*** Opening Supplied information ***

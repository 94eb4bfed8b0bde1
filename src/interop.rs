use js_sys::{Float64Array, Object, Reflect, Uint32Array};
use wasm_bindgen::JsValue;

pub fn new_obj() -> Object { Object::new() }
pub fn set_kv(obj: &Object, k: &str, v: &JsValue) {
    let _ = Reflect::set(obj, &JsValue::from_str(k), v);
}
pub fn arr_u32(slice: &[u32]) -> Uint32Array {
    let arr = Uint32Array::new_with_length(slice.len() as u32);
    arr.copy_from(slice); arr
}
pub fn arr_f64(slice: &[f64]) -> Float64Array {
    let arr = Float64Array::new_with_length(slice.len() as u32);
    arr.copy_from(slice); arr
}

*** Closing Supplied information ***

For each line in the data, set it down again exactly.

repository 94eb4bfed8b0bde1
filename src/interop.rs
use js_sys::{Float64Array, Object, Reflect, Uint32Array};
use wasm_bindgen::JsValue;

pub fn new_obj() -> Object { Object::new() }
pub fn set_kv(obj: &Object, k: &str, v: &JsValue) {
    let _ = Reflect::set(obj, &JsValue::from_str(k), v);
}
pub fn arr_u32(slice: &[u32]) -> Uint32Array {
    let arr = Uint32Array::new_with_length(slice.len() as u32);
    arr.copy_from(slice); arr
}
pub fn arr_f64(slice: &[f64]) -> Float64Array {
    let arr = Float64Array::new_with_length(slice.len() as u32);
    arr.copy_from(slice); arr
}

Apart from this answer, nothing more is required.